## REQUIREMENT
Word for word, retype the first line of the records and every following line through the one containing "results, and base".
INFORMATION START
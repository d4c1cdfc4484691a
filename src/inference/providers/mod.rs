//! Provider adapters: one per model API.
//!
//! An adapter owns everything provider-specific:
//! - the request body shape (messages, system instructions, tool schemas)
//! - the tool-result envelope, addressed by the provider's own call id
//! - decoding responses and SSE streams into a `ModelTurn`
//! - mapping catalog names to routed invocations
//!
//! Adding a provider means adding one `ProviderAdapter` implementation.

pub mod anthropic;
pub mod openai;

use std::sync::Arc;

use serde::{Deserialize, Serialize};

use crate::agent_core::catalog::ToolCatalog;
use crate::agent_core::types::{ConversationTurn, ToolInvocation, ToolOutcome};

use super::errors::InferenceError;
use super::types::{ModelTurn, SseEvent, ToolRequest};

pub use anthropic::AnthropicAdapter;
pub use openai::OpenAiAdapter;

// ─── Constants ───────────────────────────────────────────────────────────────

/// Default cap on tool result text sent back to the model.
pub const MAX_TOOL_RESULT_CHARS: usize = 6_000;

/// Shared system instructions; adapters add their own provider notes.
const BASE_SYSTEM_PROMPT: &str = "You are OpsPilot, an assistant for operators of an \
infrastructure access platform. Answer questions by calling the provided tools to read \
audit events and cluster state. Only call a tool when its data is needed, never invent \
results, and base your answer on what the tools returned. When you notice something the \
operator should act on, record it with record_suggestion.";

// ─── ProviderKind ────────────────────────────────────────────────────────────

/// Which model API a deployment talks to.
#[derive(Debug, Clone, Copy, PartialEq, Eq, Serialize, Deserialize)]
#[serde(rename_all = "lowercase")]
pub enum ProviderKind {
    Anthropic,
    OpenAi,
}

impl ProviderKind {
    pub fn as_str(&self) -> &'static str {
        match self {
            ProviderKind::Anthropic => "anthropic",
            ProviderKind::OpenAi => "openai",
        }
    }

    /// Full URL of the completion endpoint under `base_url`.
    pub fn endpoint(&self, base_url: &str) -> String {
        let base = base_url.trim_end_matches('/');
        match self {
            ProviderKind::Anthropic => format!("{base}/messages"),
            ProviderKind::OpenAi => format!("{base}/chat/completions"),
        }
    }

    /// Authentication and versioning headers.
    pub fn headers(&self, api_key: &str) -> Vec<(&'static str, String)> {
        match self {
            ProviderKind::Anthropic => vec![
                ("x-api-key", api_key.to_string()),
                ("anthropic-version", "2023-06-01".to_string()),
            ],
            ProviderKind::OpenAi => vec![("authorization", format!("Bearer {api_key}"))],
        }
    }
}

impl std::fmt::Display for ProviderKind {
    fn fmt(&self, f: &mut std::fmt::Formatter<'_>) -> std::fmt::Result {
        f.write_str(self.as_str())
    }
}

// ─── Settings ────────────────────────────────────────────────────────────────

/// Per-request generation settings shared by all adapters.
#[derive(Debug, Clone, PartialEq)]
pub struct RequestSettings {
    pub model: String,
    pub max_tokens: u32,
    pub temperature: f32,
    pub max_tool_result_chars: usize,
}

impl Default for RequestSettings {
    fn default() -> Self {
        Self {
            model: String::new(),
            max_tokens: 4096,
            temperature: 0.2,
            max_tool_result_chars: MAX_TOOL_RESULT_CHARS,
        }
    }
}

// ─── Traits ──────────────────────────────────────────────────────────────────

/// Translation layer between the engine and one provider's wire format.
pub trait ProviderAdapter: Send + Sync {
    fn kind(&self) -> ProviderKind;

    /// The catalog whose tools are offered and whose names are mapped.
    fn catalog(&self) -> &ToolCatalog;

    /// Catalog tools in the provider's native schema format.
    fn tool_definitions(&self) -> Vec<serde_json::Value>;

    /// Full request body for the given history.
    fn build_request(&self, history: &[ConversationTurn], stream: bool) -> serde_json::Value;

    /// The provider's tool-result envelope for one outcome.
    fn encode_tool_result(&self, request_id: &str, outcome: &ToolOutcome) -> serde_json::Value;

    /// Decode a non-streaming response body.
    fn parse_response(&self, body: &serde_json::Value) -> Result<ModelTurn, InferenceError>;

    /// A fresh decoder for one streaming response.
    fn stream_decoder(&self) -> Box<dyn StreamDecoder>;

    /// Map a tool request onto its routed invocation via the catalog.
    fn to_invocation(&self, request: &ToolRequest) -> ToolInvocation {
        self.catalog().to_invocation(request)
    }
}

/// Incremental decoder for one streamed response.
pub trait StreamDecoder: Send {
    /// Consume one event. Returns any text to forward immediately; tool
    /// request fragments are buffered until `finish`.
    fn feed(&mut self, event: &SseEvent) -> Result<Option<String>, InferenceError>;

    /// Whether the response is complete. A stream that ends while this is
    /// still false was cut off.
    fn is_done(&self) -> bool;

    /// Assemble the complete turn from everything fed so far.
    fn finish(self: Box<Self>) -> Result<ModelTurn, InferenceError>;
}

/// Build the adapter for `kind`.
pub fn adapter_for(
    kind: ProviderKind,
    settings: RequestSettings,
    catalog: ToolCatalog,
) -> Arc<dyn ProviderAdapter> {
    match kind {
        ProviderKind::Anthropic => Arc::new(AnthropicAdapter::new(settings, catalog)),
        ProviderKind::OpenAi => Arc::new(OpenAiAdapter::new(settings, catalog)),
    }
}

// ─── Helpers ─────────────────────────────────────────────────────────────────

/// Truncate to at most `max_bytes`, backing off to a char boundary.
pub(crate) fn truncate_utf8(s: &str, max_bytes: usize) -> &str {
    if s.len() <= max_bytes {
        return s;
    }
    let mut end = max_bytes;
    while end > 0 && !s.is_char_boundary(end) {
        end -= 1;
    }
    &s[..end]
}

/// Text sent to the model for one outcome, capped at `max_chars`.
///
/// Keeps the head of the result (usually the most useful part) and appends a
/// truncation notice. The outcome itself is left untouched.
pub(crate) fn tool_result_text(outcome: &ToolOutcome, max_chars: usize) -> String {
    let text = outcome.model_text();
    if text.len() <= max_chars {
        return text;
    }

    tracing::warn!(
        tool = %outcome.name,
        original_len = text.len(),
        truncated_to = max_chars,
        "tool result truncated before sending to model"
    );
    format!(
        "{}\n\n[... truncated: showing first {max_chars} of {} chars]",
        truncate_utf8(&text, max_chars),
        text.len()
    )
}

pub(crate) fn system_prompt(provider_note: &str) -> String {
    format!("{BASE_SYSTEM_PROMPT}\n\n{provider_note}")
}

/// Parse streamed or stringified tool arguments; empty means no arguments.
pub(crate) fn parse_arguments(
    provider: &str,
    tool: &str,
    raw: &str,
) -> Result<serde_json::Value, InferenceError> {
    if raw.trim().is_empty() {
        return Ok(serde_json::json!({}));
    }
    serde_json::from_str(raw).map_err(|e| {
        InferenceError::parse(provider, format!("invalid arguments for tool '{tool}': {e}"))
    })
}

// ─── Tests ───────────────────────────────────────────────────────────────────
INFORMATION END
## EXERCISE RESPONSE
repository d4c1cdfc4484691a
filename src/inference/providers/mod.rs
//! Provider adapters: one per model API.
//!
//! An adapter owns everything provider-specific:
//! - the request body shape (messages, system instructions, tool schemas)
//! - the tool-result envelope, addressed by the provider's own call id
//! - decoding responses and SSE streams into a `ModelTurn`
//! - mapping catalog names to routed invocations
//!
//! Adding a provider means adding one `ProviderAdapter` implementation.

pub mod anthropic;
pub mod openai;

use std::sync::Arc;

use serde::{Deserialize, Serialize};

use crate::agent_core::catalog::ToolCatalog;
use crate::agent_core::types::{ConversationTurn, ToolInvocation, ToolOutcome};

use super::errors::InferenceError;
use super::types::{ModelTurn, SseEvent, ToolRequest};

pub use anthropic::AnthropicAdapter;
pub use openai::OpenAiAdapter;

// ─── Constants ───────────────────────────────────────────────────────────────

/// Default cap on tool result text sent back to the model.
pub const MAX_TOOL_RESULT_CHARS: usize = 6_000;

/// Shared system instructions; adapters add their own provider notes.
const BASE_SYSTEM_PROMPT: &str = "You are OpsPilot, an assistant for operators of an \
infrastructure access platform. Answer questions by calling the provided tools to read \
audit events and cluster state. Only call a tool when its data is needed, never invent \
results, and base your answer on what the tools returned. When you notice something the \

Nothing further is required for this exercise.